→ **Work item**
The string "enum" may appear in lines of the entries below. Report how many lines hold it, with only the number.

→ **Records for this exercise**
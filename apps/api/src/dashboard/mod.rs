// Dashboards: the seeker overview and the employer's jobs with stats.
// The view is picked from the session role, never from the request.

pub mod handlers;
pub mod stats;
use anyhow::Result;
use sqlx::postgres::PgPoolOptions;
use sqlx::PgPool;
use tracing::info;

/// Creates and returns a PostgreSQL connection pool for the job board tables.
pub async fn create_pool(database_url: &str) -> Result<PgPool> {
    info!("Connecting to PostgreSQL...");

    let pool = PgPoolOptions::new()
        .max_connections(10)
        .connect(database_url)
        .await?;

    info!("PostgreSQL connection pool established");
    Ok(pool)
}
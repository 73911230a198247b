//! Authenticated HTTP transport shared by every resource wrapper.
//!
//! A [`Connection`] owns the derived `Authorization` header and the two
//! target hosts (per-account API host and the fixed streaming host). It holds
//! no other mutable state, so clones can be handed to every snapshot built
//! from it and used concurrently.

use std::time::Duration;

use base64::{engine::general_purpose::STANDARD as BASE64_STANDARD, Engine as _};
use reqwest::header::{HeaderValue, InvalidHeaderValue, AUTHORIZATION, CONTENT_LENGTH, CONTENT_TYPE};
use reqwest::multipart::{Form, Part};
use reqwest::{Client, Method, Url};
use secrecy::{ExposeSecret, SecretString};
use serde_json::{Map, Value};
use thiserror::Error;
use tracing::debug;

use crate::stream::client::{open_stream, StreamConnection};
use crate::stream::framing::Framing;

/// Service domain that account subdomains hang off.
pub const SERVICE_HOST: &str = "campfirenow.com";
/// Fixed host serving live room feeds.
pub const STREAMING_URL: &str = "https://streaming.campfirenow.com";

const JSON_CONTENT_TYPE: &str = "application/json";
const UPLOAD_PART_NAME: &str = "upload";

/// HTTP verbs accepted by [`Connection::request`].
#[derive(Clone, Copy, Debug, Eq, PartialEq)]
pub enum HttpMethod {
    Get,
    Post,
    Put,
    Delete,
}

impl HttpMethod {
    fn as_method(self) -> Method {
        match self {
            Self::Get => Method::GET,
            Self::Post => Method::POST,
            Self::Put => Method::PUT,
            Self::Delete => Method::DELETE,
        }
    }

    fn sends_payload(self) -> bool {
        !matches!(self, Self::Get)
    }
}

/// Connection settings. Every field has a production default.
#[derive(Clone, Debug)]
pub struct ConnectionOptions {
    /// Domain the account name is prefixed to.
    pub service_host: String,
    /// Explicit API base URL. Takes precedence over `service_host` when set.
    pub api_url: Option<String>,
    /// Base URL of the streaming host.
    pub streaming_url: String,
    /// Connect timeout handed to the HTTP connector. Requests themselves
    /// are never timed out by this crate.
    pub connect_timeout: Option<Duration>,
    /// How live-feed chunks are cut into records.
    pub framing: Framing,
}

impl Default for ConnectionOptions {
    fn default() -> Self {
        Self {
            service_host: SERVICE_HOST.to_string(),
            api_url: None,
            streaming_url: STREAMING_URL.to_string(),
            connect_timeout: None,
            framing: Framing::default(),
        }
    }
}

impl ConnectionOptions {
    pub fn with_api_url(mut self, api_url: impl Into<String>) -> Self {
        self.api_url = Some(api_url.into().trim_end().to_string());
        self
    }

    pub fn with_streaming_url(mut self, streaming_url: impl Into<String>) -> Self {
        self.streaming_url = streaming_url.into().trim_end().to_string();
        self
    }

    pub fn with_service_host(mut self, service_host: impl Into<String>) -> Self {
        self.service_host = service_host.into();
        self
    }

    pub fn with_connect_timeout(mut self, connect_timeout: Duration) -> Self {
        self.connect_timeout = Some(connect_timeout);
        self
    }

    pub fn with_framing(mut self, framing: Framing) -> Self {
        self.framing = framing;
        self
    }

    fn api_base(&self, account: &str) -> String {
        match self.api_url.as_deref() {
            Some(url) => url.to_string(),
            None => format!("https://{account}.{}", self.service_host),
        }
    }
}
--
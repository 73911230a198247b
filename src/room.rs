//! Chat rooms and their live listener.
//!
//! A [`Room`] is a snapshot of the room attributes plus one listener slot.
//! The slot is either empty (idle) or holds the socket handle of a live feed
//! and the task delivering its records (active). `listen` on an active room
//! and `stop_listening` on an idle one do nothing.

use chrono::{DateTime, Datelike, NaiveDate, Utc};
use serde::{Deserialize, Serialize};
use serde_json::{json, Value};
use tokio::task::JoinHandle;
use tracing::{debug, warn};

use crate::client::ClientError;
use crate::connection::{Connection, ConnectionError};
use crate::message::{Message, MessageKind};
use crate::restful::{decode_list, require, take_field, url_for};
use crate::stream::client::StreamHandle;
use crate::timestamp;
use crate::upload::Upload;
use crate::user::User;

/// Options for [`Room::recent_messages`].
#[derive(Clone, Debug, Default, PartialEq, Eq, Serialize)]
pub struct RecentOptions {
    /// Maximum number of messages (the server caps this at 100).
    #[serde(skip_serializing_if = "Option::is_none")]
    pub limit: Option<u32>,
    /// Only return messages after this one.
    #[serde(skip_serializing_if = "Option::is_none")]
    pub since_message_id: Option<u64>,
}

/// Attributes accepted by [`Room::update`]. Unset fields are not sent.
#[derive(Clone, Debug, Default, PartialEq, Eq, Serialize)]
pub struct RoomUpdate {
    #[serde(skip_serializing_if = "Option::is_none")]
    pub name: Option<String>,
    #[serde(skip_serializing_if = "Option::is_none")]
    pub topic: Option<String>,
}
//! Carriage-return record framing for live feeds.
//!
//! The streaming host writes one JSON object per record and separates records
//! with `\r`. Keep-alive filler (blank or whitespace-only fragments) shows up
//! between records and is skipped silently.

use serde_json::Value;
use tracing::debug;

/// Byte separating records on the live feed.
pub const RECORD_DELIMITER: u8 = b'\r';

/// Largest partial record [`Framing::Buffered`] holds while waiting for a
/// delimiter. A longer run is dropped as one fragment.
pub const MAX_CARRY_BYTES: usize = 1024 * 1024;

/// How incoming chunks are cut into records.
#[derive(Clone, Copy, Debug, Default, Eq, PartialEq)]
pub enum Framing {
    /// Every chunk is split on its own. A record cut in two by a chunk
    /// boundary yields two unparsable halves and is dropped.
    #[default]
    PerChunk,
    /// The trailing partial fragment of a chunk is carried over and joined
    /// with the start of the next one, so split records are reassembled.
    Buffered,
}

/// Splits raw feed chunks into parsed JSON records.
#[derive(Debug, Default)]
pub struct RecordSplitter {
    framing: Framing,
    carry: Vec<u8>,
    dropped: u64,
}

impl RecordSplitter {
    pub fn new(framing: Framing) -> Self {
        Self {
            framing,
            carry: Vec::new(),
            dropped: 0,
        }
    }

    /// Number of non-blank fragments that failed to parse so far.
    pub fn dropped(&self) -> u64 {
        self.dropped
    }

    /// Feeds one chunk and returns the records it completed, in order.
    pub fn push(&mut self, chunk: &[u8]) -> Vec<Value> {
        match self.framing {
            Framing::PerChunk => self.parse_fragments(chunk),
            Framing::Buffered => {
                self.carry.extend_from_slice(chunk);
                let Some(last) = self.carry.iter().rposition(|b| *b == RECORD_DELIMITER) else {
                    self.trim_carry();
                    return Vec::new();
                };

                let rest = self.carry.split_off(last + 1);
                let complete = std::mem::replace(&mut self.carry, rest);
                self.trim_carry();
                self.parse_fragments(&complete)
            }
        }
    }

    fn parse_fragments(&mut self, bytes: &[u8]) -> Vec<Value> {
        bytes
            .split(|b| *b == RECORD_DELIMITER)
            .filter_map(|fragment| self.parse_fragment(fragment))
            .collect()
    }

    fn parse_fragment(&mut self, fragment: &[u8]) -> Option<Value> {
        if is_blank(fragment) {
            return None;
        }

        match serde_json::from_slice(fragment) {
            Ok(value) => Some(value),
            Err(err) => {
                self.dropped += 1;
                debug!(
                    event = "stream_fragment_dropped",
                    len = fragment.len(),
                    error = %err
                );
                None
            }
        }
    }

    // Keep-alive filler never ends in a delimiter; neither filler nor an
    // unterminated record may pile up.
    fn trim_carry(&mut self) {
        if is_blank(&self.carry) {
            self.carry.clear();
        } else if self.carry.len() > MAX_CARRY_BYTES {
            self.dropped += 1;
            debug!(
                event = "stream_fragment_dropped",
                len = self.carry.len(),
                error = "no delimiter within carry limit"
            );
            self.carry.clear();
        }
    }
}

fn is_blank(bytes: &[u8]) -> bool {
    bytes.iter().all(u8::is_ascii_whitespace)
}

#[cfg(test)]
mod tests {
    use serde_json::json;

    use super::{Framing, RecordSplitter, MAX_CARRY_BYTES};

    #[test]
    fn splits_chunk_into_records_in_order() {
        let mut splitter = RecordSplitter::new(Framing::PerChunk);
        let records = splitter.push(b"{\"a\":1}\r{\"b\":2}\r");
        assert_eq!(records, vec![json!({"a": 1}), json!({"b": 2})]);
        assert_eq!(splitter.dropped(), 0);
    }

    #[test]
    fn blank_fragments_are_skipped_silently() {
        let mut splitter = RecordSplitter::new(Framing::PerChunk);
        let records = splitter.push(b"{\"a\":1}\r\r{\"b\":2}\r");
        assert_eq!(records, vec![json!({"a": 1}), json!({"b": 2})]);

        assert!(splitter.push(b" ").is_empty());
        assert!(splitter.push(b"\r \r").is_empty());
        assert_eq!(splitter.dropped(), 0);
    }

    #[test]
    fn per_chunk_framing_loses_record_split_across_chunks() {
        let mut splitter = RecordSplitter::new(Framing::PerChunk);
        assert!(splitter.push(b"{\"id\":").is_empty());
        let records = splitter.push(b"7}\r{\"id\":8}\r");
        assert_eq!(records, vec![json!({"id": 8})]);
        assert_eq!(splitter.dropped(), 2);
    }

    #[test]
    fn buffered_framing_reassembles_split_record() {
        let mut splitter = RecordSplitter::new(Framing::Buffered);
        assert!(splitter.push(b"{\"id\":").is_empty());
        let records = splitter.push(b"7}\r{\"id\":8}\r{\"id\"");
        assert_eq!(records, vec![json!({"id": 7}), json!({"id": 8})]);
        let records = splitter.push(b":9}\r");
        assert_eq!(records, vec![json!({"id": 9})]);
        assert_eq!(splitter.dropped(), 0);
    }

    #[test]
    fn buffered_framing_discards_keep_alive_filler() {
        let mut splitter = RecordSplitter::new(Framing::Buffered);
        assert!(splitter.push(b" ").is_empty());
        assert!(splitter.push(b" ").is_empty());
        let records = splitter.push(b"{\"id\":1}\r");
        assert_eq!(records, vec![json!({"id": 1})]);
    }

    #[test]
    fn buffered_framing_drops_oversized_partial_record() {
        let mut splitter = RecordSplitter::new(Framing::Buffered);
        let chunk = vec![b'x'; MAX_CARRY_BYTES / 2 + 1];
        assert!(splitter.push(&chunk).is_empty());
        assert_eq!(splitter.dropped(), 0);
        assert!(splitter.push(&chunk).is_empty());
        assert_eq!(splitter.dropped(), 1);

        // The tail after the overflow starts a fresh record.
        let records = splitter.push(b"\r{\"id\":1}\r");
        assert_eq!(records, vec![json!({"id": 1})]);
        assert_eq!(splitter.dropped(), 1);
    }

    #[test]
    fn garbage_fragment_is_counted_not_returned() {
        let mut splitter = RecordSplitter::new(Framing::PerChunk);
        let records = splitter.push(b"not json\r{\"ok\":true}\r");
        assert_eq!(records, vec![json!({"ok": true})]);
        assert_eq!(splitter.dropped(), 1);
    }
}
---
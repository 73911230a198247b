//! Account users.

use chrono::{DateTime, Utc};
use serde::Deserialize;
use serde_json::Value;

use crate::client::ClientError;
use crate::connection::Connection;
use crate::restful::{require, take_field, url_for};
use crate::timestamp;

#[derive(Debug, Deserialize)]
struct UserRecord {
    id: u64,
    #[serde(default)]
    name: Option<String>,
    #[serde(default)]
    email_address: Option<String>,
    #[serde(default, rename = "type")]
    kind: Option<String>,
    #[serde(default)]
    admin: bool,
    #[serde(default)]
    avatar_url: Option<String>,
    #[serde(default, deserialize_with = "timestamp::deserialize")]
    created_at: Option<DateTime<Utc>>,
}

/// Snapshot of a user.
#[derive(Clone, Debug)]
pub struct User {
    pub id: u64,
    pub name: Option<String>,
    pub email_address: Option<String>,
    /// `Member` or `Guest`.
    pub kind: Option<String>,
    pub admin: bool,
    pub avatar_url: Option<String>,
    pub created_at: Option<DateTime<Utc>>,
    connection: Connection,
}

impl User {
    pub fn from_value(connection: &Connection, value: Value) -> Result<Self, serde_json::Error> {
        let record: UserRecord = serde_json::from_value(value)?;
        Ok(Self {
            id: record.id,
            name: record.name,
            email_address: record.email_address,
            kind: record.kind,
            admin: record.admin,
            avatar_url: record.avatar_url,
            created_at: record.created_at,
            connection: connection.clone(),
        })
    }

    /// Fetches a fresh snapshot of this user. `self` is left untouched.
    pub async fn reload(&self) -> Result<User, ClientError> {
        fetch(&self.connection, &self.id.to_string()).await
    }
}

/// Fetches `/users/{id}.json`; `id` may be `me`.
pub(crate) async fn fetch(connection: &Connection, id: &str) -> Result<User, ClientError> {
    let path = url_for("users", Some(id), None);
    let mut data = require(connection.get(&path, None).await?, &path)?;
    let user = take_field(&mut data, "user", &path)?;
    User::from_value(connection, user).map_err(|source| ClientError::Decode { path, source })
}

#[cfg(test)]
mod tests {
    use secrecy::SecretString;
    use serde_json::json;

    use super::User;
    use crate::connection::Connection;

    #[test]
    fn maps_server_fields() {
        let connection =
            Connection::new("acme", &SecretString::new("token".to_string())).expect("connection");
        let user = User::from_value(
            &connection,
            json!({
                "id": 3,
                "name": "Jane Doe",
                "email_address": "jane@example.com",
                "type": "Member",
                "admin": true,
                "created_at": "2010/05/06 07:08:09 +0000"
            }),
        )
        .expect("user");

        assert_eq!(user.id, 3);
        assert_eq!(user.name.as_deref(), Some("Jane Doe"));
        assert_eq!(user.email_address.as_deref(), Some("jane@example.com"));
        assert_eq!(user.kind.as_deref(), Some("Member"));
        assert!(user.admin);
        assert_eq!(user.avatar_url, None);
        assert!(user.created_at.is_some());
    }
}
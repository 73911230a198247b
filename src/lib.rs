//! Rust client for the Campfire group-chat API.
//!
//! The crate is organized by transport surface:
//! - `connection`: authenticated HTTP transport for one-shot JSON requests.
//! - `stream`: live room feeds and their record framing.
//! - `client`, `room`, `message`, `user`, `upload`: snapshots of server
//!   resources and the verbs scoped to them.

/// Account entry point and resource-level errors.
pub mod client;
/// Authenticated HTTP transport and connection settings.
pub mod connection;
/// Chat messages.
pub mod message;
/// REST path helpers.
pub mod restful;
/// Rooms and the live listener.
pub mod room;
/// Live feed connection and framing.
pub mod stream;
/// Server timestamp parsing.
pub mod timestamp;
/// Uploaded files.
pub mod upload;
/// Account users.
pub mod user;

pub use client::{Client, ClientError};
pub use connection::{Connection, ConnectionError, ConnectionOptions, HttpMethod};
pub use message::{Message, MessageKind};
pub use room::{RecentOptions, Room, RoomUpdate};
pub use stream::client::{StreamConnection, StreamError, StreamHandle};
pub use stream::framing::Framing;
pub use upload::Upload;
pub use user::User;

→ **Reply to the exercise**
2